### Data items:
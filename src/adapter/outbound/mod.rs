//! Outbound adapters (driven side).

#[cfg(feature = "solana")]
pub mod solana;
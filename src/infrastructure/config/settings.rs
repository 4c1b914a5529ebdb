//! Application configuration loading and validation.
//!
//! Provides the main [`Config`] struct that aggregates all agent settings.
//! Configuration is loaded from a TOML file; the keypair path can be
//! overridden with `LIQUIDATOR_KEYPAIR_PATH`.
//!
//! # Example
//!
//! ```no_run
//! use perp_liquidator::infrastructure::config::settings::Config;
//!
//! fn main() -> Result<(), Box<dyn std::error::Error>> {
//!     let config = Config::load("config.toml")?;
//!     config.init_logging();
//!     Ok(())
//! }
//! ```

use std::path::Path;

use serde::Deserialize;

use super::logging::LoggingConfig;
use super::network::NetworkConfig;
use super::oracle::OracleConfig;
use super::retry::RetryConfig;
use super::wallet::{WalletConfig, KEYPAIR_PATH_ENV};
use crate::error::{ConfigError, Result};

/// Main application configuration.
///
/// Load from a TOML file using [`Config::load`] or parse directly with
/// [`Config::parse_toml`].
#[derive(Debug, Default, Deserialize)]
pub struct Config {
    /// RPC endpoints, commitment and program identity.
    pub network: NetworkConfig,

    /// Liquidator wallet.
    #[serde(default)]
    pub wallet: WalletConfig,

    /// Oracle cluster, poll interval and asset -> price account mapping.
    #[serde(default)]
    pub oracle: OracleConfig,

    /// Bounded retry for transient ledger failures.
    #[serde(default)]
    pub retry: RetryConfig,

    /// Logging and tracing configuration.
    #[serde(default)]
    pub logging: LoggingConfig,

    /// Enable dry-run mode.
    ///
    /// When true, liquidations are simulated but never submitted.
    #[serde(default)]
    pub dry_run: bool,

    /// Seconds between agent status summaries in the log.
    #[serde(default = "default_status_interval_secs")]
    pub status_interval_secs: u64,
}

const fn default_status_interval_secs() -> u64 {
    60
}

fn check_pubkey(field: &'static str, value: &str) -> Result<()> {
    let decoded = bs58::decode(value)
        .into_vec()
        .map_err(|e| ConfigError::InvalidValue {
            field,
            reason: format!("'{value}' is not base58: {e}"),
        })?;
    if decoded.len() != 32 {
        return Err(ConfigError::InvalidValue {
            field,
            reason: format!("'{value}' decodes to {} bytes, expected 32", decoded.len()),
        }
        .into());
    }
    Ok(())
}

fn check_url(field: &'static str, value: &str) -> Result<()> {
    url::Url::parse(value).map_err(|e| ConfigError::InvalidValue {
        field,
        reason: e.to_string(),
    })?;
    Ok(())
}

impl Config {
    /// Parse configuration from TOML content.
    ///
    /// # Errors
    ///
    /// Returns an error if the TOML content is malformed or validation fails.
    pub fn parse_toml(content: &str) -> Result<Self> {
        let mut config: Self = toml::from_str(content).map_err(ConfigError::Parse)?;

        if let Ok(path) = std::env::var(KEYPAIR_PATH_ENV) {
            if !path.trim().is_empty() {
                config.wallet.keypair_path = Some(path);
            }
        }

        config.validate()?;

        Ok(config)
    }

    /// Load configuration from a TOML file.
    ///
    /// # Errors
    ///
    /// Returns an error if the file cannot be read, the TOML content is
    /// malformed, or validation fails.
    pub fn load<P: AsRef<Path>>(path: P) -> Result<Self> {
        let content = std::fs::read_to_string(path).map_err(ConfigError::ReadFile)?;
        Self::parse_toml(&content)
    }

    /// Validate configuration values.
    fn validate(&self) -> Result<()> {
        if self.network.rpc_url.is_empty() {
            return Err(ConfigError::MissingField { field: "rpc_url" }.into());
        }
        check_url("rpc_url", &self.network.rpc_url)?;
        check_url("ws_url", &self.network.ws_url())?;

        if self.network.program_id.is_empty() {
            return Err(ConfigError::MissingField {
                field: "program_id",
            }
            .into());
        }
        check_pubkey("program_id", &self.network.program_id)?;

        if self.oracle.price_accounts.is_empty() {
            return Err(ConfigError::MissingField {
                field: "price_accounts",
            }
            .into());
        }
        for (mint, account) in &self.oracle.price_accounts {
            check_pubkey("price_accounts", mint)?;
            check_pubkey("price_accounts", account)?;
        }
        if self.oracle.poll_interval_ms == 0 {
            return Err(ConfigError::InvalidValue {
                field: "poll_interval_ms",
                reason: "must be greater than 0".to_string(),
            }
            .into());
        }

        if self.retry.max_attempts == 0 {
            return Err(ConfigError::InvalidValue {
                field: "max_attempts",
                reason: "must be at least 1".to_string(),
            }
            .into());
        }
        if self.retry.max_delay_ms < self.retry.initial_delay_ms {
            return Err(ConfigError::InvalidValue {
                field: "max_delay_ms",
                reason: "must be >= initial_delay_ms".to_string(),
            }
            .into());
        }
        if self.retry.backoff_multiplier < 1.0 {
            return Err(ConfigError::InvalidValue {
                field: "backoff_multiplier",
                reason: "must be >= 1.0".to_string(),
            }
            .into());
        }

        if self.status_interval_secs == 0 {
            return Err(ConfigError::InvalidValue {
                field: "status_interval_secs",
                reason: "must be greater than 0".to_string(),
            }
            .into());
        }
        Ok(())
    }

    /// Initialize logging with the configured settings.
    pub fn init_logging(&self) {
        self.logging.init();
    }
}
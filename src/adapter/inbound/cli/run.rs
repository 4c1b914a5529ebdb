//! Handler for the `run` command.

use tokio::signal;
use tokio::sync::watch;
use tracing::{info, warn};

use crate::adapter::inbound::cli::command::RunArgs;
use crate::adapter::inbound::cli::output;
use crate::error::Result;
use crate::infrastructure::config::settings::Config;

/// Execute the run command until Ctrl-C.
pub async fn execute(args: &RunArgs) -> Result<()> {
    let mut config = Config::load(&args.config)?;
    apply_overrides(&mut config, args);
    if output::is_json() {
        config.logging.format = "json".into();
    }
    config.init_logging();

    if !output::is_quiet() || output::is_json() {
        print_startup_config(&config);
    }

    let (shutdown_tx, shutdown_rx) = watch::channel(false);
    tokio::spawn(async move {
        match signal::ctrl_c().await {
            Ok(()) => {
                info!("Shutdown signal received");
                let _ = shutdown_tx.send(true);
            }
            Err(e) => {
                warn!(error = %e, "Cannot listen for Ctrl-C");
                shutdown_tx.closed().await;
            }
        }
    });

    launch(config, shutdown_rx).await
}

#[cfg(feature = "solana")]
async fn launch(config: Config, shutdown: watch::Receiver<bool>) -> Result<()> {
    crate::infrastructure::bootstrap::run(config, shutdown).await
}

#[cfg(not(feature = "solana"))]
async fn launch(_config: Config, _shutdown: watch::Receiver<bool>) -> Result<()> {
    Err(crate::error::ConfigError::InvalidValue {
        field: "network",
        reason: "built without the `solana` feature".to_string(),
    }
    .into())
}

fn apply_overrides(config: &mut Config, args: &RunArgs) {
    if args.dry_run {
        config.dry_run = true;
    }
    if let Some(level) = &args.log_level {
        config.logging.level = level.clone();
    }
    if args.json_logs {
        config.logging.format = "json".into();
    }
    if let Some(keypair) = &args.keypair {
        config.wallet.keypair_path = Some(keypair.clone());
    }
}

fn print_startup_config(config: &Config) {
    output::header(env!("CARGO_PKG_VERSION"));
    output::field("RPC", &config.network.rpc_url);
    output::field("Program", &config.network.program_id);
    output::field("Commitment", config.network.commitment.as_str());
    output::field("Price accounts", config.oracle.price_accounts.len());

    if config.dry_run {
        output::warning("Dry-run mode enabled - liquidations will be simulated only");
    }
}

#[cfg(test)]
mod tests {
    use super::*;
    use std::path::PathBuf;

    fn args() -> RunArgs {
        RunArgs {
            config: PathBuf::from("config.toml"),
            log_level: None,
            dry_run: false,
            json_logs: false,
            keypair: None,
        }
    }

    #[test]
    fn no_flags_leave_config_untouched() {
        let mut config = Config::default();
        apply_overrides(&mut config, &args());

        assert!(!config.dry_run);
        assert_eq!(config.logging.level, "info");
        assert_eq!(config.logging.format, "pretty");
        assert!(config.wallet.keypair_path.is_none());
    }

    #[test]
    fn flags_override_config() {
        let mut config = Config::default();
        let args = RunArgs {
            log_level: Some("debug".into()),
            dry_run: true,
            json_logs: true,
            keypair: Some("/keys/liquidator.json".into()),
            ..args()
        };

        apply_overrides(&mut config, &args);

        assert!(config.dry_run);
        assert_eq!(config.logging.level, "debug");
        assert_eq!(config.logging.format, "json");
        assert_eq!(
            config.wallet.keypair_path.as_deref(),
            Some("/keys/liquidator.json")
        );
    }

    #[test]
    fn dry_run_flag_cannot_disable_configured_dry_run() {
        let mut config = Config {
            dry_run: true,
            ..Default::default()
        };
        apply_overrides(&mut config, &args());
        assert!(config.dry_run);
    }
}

...

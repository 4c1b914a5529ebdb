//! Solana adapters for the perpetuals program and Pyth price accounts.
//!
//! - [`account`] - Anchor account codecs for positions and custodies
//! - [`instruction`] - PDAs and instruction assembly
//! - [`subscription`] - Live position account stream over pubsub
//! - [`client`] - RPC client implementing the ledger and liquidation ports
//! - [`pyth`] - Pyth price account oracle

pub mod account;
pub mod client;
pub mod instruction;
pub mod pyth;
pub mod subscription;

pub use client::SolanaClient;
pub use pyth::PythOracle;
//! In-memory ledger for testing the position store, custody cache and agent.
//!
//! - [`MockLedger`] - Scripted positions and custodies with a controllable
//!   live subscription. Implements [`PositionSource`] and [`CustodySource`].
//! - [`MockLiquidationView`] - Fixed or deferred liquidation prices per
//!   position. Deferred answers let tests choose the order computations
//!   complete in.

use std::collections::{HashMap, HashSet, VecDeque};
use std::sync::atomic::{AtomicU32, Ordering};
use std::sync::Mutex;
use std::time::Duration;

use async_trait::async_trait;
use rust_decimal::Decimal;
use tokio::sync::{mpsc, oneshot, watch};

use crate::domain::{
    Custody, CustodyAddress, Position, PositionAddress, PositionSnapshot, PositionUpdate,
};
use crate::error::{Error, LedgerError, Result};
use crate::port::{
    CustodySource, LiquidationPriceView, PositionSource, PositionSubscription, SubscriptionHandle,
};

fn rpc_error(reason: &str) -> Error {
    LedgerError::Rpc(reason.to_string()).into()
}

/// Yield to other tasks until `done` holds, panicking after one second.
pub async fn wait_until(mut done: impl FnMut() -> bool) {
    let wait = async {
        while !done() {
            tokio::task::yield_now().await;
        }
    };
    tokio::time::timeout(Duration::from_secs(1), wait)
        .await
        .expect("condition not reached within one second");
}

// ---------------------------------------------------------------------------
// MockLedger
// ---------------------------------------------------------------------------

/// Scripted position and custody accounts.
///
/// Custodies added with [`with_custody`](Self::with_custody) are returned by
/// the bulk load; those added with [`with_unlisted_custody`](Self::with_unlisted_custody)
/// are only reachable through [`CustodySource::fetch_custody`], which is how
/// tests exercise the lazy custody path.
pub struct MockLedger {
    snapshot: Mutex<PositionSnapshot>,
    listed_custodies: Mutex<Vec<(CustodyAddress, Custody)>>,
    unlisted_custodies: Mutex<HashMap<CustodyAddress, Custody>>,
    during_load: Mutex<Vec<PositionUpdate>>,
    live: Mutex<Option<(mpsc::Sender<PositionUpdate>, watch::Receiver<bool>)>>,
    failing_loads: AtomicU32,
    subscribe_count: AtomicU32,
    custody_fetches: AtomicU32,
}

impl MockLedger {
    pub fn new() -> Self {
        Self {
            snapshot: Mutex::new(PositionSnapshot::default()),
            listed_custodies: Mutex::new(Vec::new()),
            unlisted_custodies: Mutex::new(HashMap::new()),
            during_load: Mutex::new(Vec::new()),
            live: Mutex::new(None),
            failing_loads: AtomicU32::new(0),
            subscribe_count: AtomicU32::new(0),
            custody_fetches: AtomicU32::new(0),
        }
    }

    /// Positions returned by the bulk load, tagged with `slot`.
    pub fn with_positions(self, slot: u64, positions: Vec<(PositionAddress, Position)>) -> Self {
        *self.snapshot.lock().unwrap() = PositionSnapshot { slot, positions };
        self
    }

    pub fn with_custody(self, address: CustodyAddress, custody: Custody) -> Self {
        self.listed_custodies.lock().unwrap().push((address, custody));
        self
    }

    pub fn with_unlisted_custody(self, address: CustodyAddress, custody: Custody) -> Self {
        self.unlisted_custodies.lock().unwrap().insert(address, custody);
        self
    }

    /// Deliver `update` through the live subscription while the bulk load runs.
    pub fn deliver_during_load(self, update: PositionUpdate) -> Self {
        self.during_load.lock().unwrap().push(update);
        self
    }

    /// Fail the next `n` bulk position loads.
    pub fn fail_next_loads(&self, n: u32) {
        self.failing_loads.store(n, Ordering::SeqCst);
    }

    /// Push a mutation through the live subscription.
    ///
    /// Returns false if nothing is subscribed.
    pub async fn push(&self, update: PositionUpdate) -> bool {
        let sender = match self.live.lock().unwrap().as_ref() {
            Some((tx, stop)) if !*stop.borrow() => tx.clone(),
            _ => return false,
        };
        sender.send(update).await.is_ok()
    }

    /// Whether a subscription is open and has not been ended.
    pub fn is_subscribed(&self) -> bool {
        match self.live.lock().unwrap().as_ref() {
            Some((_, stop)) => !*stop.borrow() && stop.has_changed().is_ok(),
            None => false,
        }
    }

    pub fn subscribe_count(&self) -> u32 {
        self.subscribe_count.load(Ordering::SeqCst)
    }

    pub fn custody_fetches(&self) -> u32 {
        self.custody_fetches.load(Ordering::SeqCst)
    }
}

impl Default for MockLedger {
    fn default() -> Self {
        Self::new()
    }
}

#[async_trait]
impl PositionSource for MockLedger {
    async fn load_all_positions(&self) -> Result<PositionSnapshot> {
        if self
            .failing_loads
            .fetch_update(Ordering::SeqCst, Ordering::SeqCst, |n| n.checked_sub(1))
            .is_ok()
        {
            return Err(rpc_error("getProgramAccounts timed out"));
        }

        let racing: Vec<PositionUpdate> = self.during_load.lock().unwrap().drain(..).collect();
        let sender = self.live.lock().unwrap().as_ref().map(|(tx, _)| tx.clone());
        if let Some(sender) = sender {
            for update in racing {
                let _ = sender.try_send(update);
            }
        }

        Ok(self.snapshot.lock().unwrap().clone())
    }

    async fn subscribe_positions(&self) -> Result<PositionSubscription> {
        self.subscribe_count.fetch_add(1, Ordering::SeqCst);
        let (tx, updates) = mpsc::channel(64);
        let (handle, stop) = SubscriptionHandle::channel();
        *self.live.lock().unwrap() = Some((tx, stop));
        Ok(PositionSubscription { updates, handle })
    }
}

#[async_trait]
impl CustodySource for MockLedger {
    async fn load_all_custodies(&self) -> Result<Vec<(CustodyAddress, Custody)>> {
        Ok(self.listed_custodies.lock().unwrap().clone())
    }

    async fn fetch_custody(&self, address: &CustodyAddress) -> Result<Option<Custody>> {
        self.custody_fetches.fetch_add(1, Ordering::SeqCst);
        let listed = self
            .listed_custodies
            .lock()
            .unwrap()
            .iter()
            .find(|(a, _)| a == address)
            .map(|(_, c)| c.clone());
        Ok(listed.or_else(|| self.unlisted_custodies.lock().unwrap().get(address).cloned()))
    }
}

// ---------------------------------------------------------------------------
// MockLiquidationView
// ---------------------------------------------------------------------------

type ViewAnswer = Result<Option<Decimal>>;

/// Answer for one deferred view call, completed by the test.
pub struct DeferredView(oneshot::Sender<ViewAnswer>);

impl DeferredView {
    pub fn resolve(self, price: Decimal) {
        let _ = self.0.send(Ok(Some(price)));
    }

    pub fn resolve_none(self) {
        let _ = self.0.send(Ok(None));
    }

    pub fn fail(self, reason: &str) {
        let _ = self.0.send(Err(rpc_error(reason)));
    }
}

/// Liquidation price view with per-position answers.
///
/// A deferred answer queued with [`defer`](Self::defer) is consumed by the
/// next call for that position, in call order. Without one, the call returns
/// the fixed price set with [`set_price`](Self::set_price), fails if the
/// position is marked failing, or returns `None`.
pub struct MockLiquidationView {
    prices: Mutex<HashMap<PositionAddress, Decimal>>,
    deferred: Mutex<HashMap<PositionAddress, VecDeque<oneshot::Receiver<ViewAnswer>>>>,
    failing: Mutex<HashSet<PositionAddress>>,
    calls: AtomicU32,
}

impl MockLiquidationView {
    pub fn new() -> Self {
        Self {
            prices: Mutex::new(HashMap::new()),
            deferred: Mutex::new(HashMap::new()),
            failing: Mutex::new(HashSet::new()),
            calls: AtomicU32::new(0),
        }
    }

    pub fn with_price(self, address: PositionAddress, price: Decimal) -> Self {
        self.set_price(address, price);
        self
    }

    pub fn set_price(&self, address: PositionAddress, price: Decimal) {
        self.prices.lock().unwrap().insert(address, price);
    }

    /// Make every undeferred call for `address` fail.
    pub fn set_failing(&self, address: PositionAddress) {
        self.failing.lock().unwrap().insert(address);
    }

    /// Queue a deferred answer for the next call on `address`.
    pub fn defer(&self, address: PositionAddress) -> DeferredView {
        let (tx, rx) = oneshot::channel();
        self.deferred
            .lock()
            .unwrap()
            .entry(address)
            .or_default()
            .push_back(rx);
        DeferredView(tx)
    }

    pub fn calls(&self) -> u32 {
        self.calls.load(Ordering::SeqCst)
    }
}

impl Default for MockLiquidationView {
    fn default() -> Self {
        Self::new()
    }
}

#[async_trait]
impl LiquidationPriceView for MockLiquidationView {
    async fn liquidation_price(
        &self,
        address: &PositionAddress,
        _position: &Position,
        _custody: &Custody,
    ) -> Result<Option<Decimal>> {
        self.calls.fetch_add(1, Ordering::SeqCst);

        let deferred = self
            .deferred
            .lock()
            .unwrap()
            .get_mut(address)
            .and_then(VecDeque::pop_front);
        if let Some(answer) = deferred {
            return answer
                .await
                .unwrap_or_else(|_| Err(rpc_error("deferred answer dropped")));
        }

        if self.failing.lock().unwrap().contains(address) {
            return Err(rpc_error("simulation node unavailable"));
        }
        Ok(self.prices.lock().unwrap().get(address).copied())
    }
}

### Problem details:
Across the entries above, find each line with the word "mpsc" and please copy it out.

### Output of the task:
use tokio::sync::{mpsc, oneshot, watch};
    live: Mutex<Option<(mpsc::Sender<PositionUpdate>, watch::Receiver<bool>)>>,
        let (tx, updates) = mpsc::channel(64);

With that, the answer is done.